§ INFORMATION GIVEN:
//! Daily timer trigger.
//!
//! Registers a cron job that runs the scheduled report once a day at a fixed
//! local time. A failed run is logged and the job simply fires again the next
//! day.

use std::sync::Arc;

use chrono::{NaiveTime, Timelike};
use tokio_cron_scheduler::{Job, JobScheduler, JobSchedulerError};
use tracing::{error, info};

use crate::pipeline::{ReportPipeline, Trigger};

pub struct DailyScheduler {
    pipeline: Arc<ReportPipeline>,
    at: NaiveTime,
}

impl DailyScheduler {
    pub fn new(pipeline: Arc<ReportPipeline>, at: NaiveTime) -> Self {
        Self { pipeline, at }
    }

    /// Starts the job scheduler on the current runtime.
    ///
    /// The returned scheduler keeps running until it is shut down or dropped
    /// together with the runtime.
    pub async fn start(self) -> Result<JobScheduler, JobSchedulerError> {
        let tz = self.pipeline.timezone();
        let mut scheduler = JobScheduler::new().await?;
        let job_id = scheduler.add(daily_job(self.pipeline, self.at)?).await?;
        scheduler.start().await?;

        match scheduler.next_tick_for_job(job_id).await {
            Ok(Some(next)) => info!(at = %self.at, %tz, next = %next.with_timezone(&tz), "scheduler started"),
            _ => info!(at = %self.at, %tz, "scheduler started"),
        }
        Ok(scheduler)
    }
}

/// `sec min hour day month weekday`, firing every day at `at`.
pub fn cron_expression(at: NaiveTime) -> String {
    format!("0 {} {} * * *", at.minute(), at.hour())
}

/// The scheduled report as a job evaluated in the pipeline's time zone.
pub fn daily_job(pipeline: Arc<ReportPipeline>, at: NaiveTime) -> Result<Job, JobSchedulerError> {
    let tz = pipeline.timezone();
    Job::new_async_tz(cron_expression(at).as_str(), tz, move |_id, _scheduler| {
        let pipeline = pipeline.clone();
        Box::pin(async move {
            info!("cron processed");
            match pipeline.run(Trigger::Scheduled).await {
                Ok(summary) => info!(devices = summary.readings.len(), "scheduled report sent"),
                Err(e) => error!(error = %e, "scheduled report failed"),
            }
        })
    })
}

---

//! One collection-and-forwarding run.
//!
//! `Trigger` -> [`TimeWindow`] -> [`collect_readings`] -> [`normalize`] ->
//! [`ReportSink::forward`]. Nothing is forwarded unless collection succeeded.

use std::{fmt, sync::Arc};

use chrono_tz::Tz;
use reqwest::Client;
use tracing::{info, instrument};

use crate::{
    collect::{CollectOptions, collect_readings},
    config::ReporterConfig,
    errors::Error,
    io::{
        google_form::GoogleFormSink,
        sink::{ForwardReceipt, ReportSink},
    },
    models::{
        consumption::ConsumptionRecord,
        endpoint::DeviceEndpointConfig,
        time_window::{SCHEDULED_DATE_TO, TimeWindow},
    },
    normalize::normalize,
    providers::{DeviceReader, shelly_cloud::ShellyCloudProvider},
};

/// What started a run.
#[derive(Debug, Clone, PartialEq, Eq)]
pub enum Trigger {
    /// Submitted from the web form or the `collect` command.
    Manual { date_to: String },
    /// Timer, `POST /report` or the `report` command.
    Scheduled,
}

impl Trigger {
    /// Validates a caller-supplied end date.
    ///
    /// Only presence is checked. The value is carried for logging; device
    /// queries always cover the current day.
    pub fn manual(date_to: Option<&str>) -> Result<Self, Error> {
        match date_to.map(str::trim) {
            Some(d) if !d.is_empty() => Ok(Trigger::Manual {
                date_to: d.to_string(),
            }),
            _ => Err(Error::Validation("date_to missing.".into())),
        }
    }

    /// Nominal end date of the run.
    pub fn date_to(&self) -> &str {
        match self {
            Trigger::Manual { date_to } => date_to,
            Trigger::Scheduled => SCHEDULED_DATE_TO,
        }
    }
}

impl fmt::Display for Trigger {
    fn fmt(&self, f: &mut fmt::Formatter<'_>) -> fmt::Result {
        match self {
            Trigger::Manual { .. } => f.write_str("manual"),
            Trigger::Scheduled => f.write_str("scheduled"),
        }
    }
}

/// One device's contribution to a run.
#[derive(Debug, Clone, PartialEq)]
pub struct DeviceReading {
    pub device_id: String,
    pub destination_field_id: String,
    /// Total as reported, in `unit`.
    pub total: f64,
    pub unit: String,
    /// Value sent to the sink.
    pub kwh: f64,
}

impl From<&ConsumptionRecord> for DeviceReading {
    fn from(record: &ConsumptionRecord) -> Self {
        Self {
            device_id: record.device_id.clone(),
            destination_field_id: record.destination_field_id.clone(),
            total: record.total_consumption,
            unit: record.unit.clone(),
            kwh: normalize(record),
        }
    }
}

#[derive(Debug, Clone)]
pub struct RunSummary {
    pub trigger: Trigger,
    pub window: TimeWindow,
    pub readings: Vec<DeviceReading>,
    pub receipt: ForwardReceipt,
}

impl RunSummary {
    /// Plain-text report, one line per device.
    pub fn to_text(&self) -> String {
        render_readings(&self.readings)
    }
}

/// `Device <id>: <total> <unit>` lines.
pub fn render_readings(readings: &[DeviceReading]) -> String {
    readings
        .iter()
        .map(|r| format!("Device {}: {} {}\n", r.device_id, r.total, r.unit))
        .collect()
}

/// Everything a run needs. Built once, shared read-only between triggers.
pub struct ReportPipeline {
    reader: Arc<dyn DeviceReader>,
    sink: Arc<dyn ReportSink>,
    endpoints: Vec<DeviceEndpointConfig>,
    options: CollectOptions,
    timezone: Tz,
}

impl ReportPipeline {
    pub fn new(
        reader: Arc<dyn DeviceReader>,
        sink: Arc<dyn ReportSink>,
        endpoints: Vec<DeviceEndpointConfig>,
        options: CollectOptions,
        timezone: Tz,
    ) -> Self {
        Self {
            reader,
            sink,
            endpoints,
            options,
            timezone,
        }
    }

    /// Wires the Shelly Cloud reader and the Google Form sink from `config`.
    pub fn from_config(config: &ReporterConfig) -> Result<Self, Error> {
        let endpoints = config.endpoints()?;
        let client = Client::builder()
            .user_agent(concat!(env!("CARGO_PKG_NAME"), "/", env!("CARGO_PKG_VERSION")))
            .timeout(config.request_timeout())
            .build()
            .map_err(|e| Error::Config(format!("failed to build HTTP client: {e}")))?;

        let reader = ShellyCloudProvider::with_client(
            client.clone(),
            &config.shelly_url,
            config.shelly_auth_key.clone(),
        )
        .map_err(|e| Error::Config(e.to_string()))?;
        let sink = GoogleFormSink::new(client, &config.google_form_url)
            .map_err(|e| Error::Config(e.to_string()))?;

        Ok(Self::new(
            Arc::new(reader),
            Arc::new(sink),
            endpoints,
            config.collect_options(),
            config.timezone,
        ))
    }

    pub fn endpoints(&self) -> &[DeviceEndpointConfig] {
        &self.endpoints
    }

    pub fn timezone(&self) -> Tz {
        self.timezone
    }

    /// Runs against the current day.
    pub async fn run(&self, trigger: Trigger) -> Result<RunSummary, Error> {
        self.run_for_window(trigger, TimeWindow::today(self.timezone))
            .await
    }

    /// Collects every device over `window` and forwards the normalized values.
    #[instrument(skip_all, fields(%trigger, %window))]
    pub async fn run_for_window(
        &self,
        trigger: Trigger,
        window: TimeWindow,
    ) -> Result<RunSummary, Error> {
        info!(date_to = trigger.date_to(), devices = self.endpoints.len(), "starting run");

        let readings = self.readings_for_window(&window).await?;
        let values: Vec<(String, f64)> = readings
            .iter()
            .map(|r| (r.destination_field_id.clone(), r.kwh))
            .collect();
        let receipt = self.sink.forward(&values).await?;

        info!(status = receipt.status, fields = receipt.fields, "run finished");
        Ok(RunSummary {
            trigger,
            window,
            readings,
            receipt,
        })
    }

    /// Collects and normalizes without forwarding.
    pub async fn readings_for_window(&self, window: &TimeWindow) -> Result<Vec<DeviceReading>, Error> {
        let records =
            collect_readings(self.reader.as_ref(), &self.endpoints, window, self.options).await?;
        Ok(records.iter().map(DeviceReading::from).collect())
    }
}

§ EXERCISE GOAL: Every line of the data above that includes "runtime" should be listed.

§ ANSWER SPACE:
    /// Starts the job scheduler on the current runtime.
    /// together with the runtime.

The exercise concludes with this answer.